◆ WORK TASK ◆
The listing below holds a line with "pub mod dates;" and a later line with "pub use viz::generate_charts;". Write out those two lines and every line between them, exactly, and nothing else.

────────────────────

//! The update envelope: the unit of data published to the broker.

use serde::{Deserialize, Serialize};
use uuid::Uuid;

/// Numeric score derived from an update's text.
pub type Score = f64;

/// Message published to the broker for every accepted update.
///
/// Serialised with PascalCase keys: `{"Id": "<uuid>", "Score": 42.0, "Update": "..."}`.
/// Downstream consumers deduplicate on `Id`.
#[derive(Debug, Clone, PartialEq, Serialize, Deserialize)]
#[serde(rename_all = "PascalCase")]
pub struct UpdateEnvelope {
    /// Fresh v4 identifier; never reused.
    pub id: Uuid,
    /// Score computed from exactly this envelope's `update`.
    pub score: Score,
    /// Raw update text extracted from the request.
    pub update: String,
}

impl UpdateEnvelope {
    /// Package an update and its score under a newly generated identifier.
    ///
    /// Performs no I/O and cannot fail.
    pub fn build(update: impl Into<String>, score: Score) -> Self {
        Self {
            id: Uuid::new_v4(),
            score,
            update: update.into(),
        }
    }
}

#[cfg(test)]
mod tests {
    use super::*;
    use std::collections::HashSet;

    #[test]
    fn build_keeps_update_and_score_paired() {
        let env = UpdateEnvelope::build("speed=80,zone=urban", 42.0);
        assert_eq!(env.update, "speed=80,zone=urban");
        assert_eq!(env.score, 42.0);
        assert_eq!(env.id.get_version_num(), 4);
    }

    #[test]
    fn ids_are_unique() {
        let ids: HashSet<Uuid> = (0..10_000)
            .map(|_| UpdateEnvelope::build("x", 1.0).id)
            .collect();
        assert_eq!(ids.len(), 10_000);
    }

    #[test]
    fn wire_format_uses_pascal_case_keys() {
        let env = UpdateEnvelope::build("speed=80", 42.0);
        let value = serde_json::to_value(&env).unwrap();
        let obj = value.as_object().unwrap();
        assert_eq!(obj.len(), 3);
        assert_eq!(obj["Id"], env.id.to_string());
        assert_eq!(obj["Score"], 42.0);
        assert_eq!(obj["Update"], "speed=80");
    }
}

────────────────────

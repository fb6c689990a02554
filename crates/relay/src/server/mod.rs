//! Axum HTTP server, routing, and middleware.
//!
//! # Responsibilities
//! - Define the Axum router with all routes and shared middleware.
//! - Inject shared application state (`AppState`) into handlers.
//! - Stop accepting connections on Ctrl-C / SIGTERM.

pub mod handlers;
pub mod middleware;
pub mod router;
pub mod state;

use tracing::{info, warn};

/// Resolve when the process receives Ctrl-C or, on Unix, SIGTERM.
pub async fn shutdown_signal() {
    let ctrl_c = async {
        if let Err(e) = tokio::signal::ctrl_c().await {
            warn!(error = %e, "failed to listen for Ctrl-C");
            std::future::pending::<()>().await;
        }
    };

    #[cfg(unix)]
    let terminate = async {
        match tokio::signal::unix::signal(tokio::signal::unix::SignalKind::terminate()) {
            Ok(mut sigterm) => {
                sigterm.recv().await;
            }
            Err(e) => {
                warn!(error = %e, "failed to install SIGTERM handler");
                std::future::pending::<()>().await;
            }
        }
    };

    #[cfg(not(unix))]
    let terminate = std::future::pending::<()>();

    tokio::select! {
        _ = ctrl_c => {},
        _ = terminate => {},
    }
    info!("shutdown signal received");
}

────────────────────

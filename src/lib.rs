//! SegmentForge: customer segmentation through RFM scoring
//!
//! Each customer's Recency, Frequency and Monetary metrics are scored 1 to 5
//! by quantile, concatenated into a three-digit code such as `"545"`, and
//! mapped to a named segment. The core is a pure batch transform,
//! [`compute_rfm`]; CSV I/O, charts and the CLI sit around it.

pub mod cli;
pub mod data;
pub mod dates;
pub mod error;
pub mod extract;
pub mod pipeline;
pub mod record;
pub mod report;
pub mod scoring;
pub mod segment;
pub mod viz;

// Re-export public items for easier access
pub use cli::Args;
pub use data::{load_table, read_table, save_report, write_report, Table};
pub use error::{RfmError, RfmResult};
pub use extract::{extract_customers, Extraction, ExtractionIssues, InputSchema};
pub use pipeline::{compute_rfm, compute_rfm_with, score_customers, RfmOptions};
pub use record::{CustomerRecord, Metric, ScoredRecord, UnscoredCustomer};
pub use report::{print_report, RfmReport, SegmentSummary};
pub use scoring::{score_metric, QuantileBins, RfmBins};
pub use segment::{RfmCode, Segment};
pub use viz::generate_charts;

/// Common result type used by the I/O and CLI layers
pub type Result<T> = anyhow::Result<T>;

────────────────────

◆ SOLUTION FOR THIS TASK ◆
pub mod dates;
pub mod error;
pub mod extract;
pub mod pipeline;
pub mod record;
pub mod report;
pub mod scoring;
pub mod segment;
pub mod viz;

// Re-export public items for easier access
pub use cli::Args;
pub use data::{load_table, read_table, save_report, write_report, Table};
pub use error::{RfmError, RfmResult};
pub use extract::{extract_customers, Extraction, ExtractionIssues, InputSchema};
pub use pipeline::{compute_rfm, compute_rfm_with, score_customers, RfmOptions};
pub use record::{CustomerRecord, Metric, ScoredRecord, UnscoredCustomer};
pub use report::{print_report, RfmReport, SegmentSummary};
pub use scoring::{score_metric, QuantileBins, RfmBins};
pub use segment::{RfmCode, Segment};
pub use viz::generate_charts;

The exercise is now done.